Insurers have braved price hikes following an active 2017 catastrophe environment. Improved pricing will help curb competition. Also, occurrence of natural disasters might lead to an accelerated rate of policy renewals. While insurers are pricing their policies to address perils in the disaster-prone areas, an overall market softening prevails in both commercial and personal lines. This is largely attributable to capital overflow in the market. The industry's available capital resource remains at an all-time high.

However, personal auto insurers that have raised premium rates to deal with increasing accident frequency and severity trends are on the mend. An expected stabilization of frequency trends with increasing adoption of accident avoidance technologies should lead to better underwriting results for auto insurers in the quarters ahead.

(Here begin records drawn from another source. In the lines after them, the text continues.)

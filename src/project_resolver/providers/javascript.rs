//! JavaScript jsconfig.json project resolution provider
//!
//! Resolves JavaScript path aliases using jsconfig.json baseUrl and paths configuration.
//! Supports popular React stacks: Create React App, Next.js, Vite.

use std::collections::HashMap;
use std::path::PathBuf;

use crate::config::Settings;
use crate::project_resolver::{
    ResolutionResult, Sha256Hash,
    memo::ResolutionMemo,
    persist::{ResolutionIndex, ResolutionPersistence, ResolutionRules},
    provider::ProjectResolutionProvider,
    sha::compute_file_sha,
};

/// JavaScript-specific configuration path newtype for type safety
#[derive(Debug, Clone, PartialEq, Eq, Hash)]
pub struct JsConfigPath(PathBuf);

impl JsConfigPath {
    pub fn new(path: PathBuf) -> Self {
        Self(path)
    }

    pub fn as_path(&self) -> &PathBuf {
        &self.0
    }
}

/// JavaScript project resolution provider
///
/// Handles jsconfig.json parsing, path alias resolution, and SHA-based invalidation
/// for JavaScript projects using path aliases.
pub struct JavaScriptProvider {
    /// Thread-safe memoization cache for computed resolution data
    #[allow(dead_code)] // Will be used in future iterations
    memo: ResolutionMemo<HashMap<JsConfigPath, Sha256Hash>>,
}

impl Default for JavaScriptProvider {
    fn default() -> Self {
        Self::new()
    }
}

impl JavaScriptProvider {
    /// Create a new JavaScript provider with empty memoization cache
    pub fn new() -> Self {
        Self {
            memo: ResolutionMemo::new(),
        }
    }

    /// Extract config file paths from JavaScript language settings
    fn extract_config_paths(&self, settings: &Settings) -> Vec<JsConfigPath> {
        settings
            .languages
            .get("javascript")
            .map(|config| {
                config
                    .config_files
                    .iter()
                    .map(|path| JsConfigPath::new(path.clone()))
                    .collect()
            })
            .unwrap_or_default()
    }

    /// Check if JavaScript is enabled in language settings
    fn is_javascript_enabled(&self, settings: &Settings) -> bool {
        settings
            .languages
            .get("javascript")
            .map(|config| config.enabled)
            .unwrap_or(true) // Default to enabled if not configured
    }

    /// Get resolution rules for a specific source file
    ///
    /// Returns the jsconfig resolution rules that apply to the given file path
    pub fn get_resolution_rules_for_file(
        &self,
        file_path: &std::path::Path,
    ) -> Option<ResolutionRules> {
        // Load the resolution index
        let cache_dir = std::path::Path::new(crate::config::CACHE_DIR_NAME);
        let persistence = ResolutionPersistence::new(cache_dir);

        let index = persistence.load("javascript").ok()?;

        // Find the config file for this source file
        let config_path = index.get_config_for_file(file_path)?;

        // Get the resolution rules for this config
        index.rules.get(config_path).cloned()
    }
}

impl ProjectResolutionProvider for JavaScriptProvider {
    fn language_id(&self) -> &'static str {
        "javascript"
    }

    fn is_enabled(&self, settings: &Settings) -> bool {
        self.is_javascript_enabled(settings)
    }

    fn config_paths(&self, settings: &Settings) -> Vec<PathBuf> {
        // Convert typed paths back to PathBuf for trait compatibility
        self.extract_config_paths(settings)
            .into_iter()
            .map(|js_path| js_path.0)
            .collect()
    }

    fn compute_shas(&self, configs: &[PathBuf]) -> ResolutionResult<HashMap<PathBuf, Sha256Hash>> {
        let mut shas = HashMap::with_capacity(configs.len());

        for config_path in configs {
            if config_path.exists() {
                let sha = compute_file_sha(config_path)?;
                shas.insert(config_path.clone(), sha);
            }
        }

        Ok(shas)
    }

    fn rebuild_cache(&self, settings: &Settings) -> ResolutionResult<()> {
        let config_paths = self.config_paths(settings);

        // Create persistence manager
        let cache_dir = std::path::Path::new(crate::init::local_dir_name());
        let persistence = ResolutionPersistence::new(cache_dir);

        // Load or create resolution index (graceful fallback if cache doesn't exist yet)
        let mut index = persistence
            .load("javascript")
            .unwrap_or_else(|_| ResolutionIndex::new());

        // Process each config file
        for config_path in &config_paths {
            if config_path.exists() {
                // Compute SHA for invalidation detection
                let sha = compute_file_sha(config_path)?;

                // Check if rebuild needed
                if index.needs_rebuild(config_path, &sha) {
                    // Parse jsconfig and resolve extends chain to get effective config
                    let mut visited = std::collections::HashSet::new();
                    let jsconfig = crate::parsing::javascript::jsconfig::resolve_extends_chain(
                        config_path,
                        &mut visited,
                    )?;

                    // Update index with new SHA
                    index.update_sha(config_path, &sha);

                    // Set resolution rules from jsconfig
                    index.set_rules(
                        config_path,
                        ResolutionRules {
                            base_url: jsconfig.compilerOptions.baseUrl,
                            paths: jsconfig.compilerOptions.paths,
                        },
                    );

                    // Add file mappings for JavaScript files
                    if let Some(parent) = config_path.parent() {
                        let pattern = format!("{}/**/*.js", parent.display());
                        index.add_mapping(&pattern, config_path);
                        let pattern_jsx = format!("{}/**/*.jsx", parent.display());
                        index.add_mapping(&pattern_jsx, config_path);
                        let pattern_mjs = format!("{}/**/*.mjs", parent.display());
                        index.add_mapping(&pattern_mjs, config_path);
                        let pattern_cjs = format!("{}/**/*.cjs", parent.display());
                        index.add_mapping(&pattern_cjs, config_path);
                    }
                }
            }
        }

        // Save updated index to disk
        persistence.save("javascript", &index)?;

        Ok(())
    }

    fn select_affected_files(&self, settings: &Settings) -> Vec<PathBuf> {
        let config_paths = self.extract_config_paths(settings);
        let mut affected = Vec::new();

        for config in config_paths {
            let config_path = config.as_path();

            // Root jsconfig affects src directory
            if config_path == &PathBuf::from("jsconfig.json") {
                affected.extend([
                    PathBuf::from("src"),
                    PathBuf::from("lib"),
                    PathBuf::from("index.js"),
                ]);
            }
            // Package-specific jsconfig affects package directory
            else if let Some(parent) = config_path.parent() {
                affected.push(parent.to_path_buf());
            }
        }

        affected
    }
}

#[cfg(test)]
mod tests {
    use super::*;
    use crate::config::LanguageConfig;

    fn create_test_settings_with_js_config(config_files: Vec<PathBuf>) -> Settings {
        let mut settings = Settings::default();
        let js_config = LanguageConfig {
            enabled: true,
            extensions: vec![
                "js".to_string(),
                "jsx".to_string(),
                "mjs".to_string(),
                "cjs".to_string(),
            ],
            parser_options: HashMap::new(),
            config_files,
        };
        settings
            .languages
            .insert("javascript".to_string(), js_config);
        settings
    }

    #[test]
    fn javascript_provider_has_correct_language_id() {
        let provider = JavaScriptProvider::new();
        assert_eq!(provider.language_id(), "javascript");
    }

    #[test]
    fn javascript_provider_enabled_by_default() {
        let provider = JavaScriptProvider::new();
        let settings = Settings::default();

        assert!(
            provider.is_enabled(&settings),
            "JavaScript should be enabled by default"
        );
    }

    #[test]
    fn javascript_provider_respects_enabled_flag() {
        let provider = JavaScriptProvider::new();
        let mut settings = Settings::default();

        // Explicitly disable JavaScript
        let js_config = LanguageConfig {
            enabled: false,
            extensions: vec!["js".to_string(), "jsx".to_string()],
            parser_options: HashMap::new(),
            config_files: vec![],
        };
        settings
            .languages
            .insert("javascript".to_string(), js_config);

        assert!(
            !provider.is_enabled(&settings),
            "JavaScript should be disabled when explicitly set"
        );
    }

    #[test]
    fn extracts_config_paths_from_settings() {
        let provider = JavaScriptProvider::new();
        let config_files = vec![
            PathBuf::from("jsconfig.json"),
            PathBuf::from("packages/app/jsconfig.json"),
        ];
        let settings = create_test_settings_with_js_config(config_files.clone());

        let paths = provider.config_paths(&settings);

        assert_eq!(paths.len(), 2, "Should extract all config paths");
        assert!(paths.contains(&PathBuf::from("jsconfig.json")));
        assert!(paths.contains(&PathBuf::from("packages/app/jsconfig.json")));
    }

    #[test]
    fn returns_empty_paths_when_no_javascript_config() {
        let provider = JavaScriptProvider::new();
        let settings = Settings::default();

        let paths = provider.config_paths(&settings);

        assert!(
            paths.is_empty(),
            "Should return empty paths when JavaScript not configured"
        );
    }

    #[test]
    fn computes_shas_for_existing_files() {
        use std::fs;
        use std::io::Write;

        let provider = JavaScriptProvider::new();
        let temp_dir = tempfile::tempdir().unwrap();
        let config_path = temp_dir.path().join("jsconfig.json");

        // Create a real jsconfig file
        let config_content = r#"{"compilerOptions": {"baseUrl": "."}}"#;
        let mut file = fs::File::create(&config_path).unwrap();
        file.write_all(config_content.as_bytes()).unwrap();

        let paths = vec![config_path.clone()];
        let result = provider.compute_shas(&paths);

        assert!(result.is_ok(), "Should compute SHA for existing file");
        let shas = result.unwrap();
        assert_eq!(shas.len(), 1, "Should have one SHA");
        assert!(
            shas.contains_key(&config_path),
            "Should contain SHA for config file"
        );
    }

    #[test]
    fn skips_non_existent_files_in_sha_computation() {
        let provider = JavaScriptProvider::new();
        let non_existent = PathBuf::from("/definitely/does/not/exist/jsconfig.json");
        let paths = vec![non_existent.clone()];

        let result = provider.compute_shas(&paths);

        assert!(
            result.is_ok(),
            "Should handle non-existent files gracefully"
        );
        let shas = result.unwrap();
        assert!(
            shas.is_empty(),
            "Should not include SHAs for non-existent files"
        );
    }

    #[test]
    fn select_affected_files_returns_reasonable_defaults() {
        let provider = JavaScriptProvider::new();
        let settings = create_test_settings_with_js_config(vec![
            PathBuf::from("jsconfig.json"),
            PathBuf::from("packages/app/jsconfig.json"),
        ]);

        let affected = provider.select_affected_files(&settings);

        assert!(!affected.is_empty(), "Should return some affected files");
        assert!(
            affected.iter().any(|p| p.to_str().unwrap().contains("src")),
            "Should include src directory for root jsconfig"
        );
    }
}
//! Pipeline metrics demo - simulates pipeline stages with metrics collection
//!
//! Run with: cargo run --example pipeline_metrics_demo
//!
//! This demonstrates:
//! - Stage timing and throughput tracking
//! - Channel wait time measurement
//! - Memory usage tracking via sysinfo
//! - Bottleneck identification

use codanna::indexing::pipeline::metrics::{MemorySnapshot, PipelineMetrics, StageTracker};
use std::thread;
use std::time::{Duration, Instant};

fn main() {
    // Initialize tracing to see the output
    tracing_subscriber::fmt()
        .with_target(true)
        .with_level(true)
        .with_env_filter("pipeline=info")
        .init();

    println!("Pipeline Metrics Demo");
    println!("=====================\n");

    // Demo 1: Basic stage tracking
    demo_stage_tracker();

    // Demo 2: Memory snapshot
    demo_memory_snapshot();

    // Demo 3: Full pipeline simulation
    demo_pipeline_simulation();
}

fn demo_stage_tracker() {
    println!("--- Demo 1: Stage Tracker ---");

    let tracker = StageTracker::new("PARSE", 4).with_secondary("symbols");

    // Simulate work
    for _ in 0..1000 {
        tracker.record_item();
        tracker.record_secondary(5); // 5 symbols per file
        thread::sleep(Duration::from_micros(100));
    }

    // Simulate some wait time
    tracker.record_input_wait(Duration::from_millis(50));
    tracker.record_output_wait(Duration::from_millis(30));

    let metrics = tracker.finalize();

    println!("Stage: {}", metrics.name);
    println!("Threads: {}", metrics.threads);
    println!("Items: {}", metrics.items_processed);
    println!(
        "Symbols: {} {}",
        metrics.secondary_count, metrics.secondary_label
    );
    println!("Wall time: {:.2}s", metrics.wall_time.as_secs_f64());
    println!("Active time: {:.2}s", metrics.active_time().as_secs_f64());
    println!("Throughput: {:.0} items/s", metrics.throughput());
    println!("Input wait: {:.3}s", metrics.input_wait.as_secs_f64());
    println!("Output wait: {:.3}s", metrics.output_wait.as_secs_f64());
    println!();
}

fn demo_memory_snapshot() {
    println!("--- Demo 2: Memory Snapshot ---");

    let before = MemorySnapshot::current();
    println!("Before allocation: RSS = {}", before.rss_human());

    // Allocate some memory
    let _data: Vec<u8> = vec![0u8; 50 * 1024 * 1024]; // 50MB

    let after = MemorySnapshot::current();
    println!("After 50MB allocation: RSS = {}", after.rss_human());

    let delta = after.rss.saturating_sub(before.rss);
    println!("Delta: +{:.1}MB", delta as f64 / (1024.0 * 1024.0));
    println!();
}

fn demo_pipeline_simulation() {
    println!("--- Demo 3: Pipeline Simulation ---");
    println!("Simulating: DISCOVER -> READ -> PARSE -> COLLECT -> INDEX");
    println!();

    let start = Instant::now();
    let metrics = PipelineMetrics::new("examples/typescript", true);

    // Stage 1: DISCOVER (fast, I/O bound)
    {
        let tracker = StageTracker::new("DISCOVER", 4);
        thread::sleep(Duration::from_millis(200));
        for _ in 0..1565 {
            tracker.record_item();
        }
        metrics.add_stage(tracker.finalize());
    }

    // Stage 2: READ (I/O bound, some backpressure)
    {
        let tracker = StageTracker::new("READ", 2).with_secondary("MB");
        thread::sleep(Duration::from_millis(500));
        tracker.record_items(1565);
        tracker.record_secondary(45); // 45MB read
        tracker.record_output_wait(Duration::from_millis(100)); // Channel was full
        metrics.add_stage(tracker.finalize());
    }

    // Stage 3: PARSE (CPU bound, the bottleneck)
    {
        let tracker = StageTracker::new("PARSE", 12).with_secondary("symbols");
        thread::sleep(Duration::from_millis(800)); // Slowest stage
        tracker.record_items(1565);
        tracker.record_secondary(45000); // 45K symbols
        tracker.record_input_wait(Duration::from_millis(50)); // Waiting for READ
        metrics.add_stage(tracker.finalize());
    }

    // Stage 4: COLLECT (single thread, fast)
    {
        let tracker = StageTracker::new("COLLECT", 1).with_secondary("batches");
        thread::sleep(Duration::from_millis(150));
        tracker.record_items(45000);
        tracker.record_secondary(9); // 9 batches
        metrics.add_stage(tracker.finalize());
    }

    // Stage 5: INDEX (I/O + CPU, Tantivy writes)
    {
        let tracker = StageTracker::new("INDEX", 1).with_secondary("commits");
        thread::sleep(Duration::from_millis(400));
        tracker.record_items(45000);
        tracker.record_secondary(3); // 3 commits
        tracker.record_input_wait(Duration::from_millis(80)); // Waiting for batches
        metrics.add_stage(tracker.finalize());
    }

    // Finalize and log the report
    metrics.finalize_and_log(start.elapsed());

    println!("\nDemo complete!");
}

Premiums also will get a boost from the emerging economies like China, which is considered to be the third-largest insurance market in the world by industry experts as per market sources. In terms of interest rates, P&C insurers typically don't benefit significantly from a rising rate environment, as their business models are not too sensitive to interest rates. But, although P&C insurers could not benefit from the gradually rising interest rates over the past two years, the Fed's latest rate hike and a likely acceleration of the pace going forward might translate to some advantage for the industry.

However, increasing demand for P&C insurance with overall economic growth perhaps attracted investors' attention lately, helping this segment performed better than the broader market. The Zacks P&C Insurance Industry has gained 17.2% in a year compared with the S&P 500's rally of 15.6%.

This rally may not last long with the likely downside gradually fading investors' optimism. On the other hand, while a strong job market and increasing disposable income will lead to more car and home purchases and thus increase insurable exposure, the rising rate environment may make these less affordable.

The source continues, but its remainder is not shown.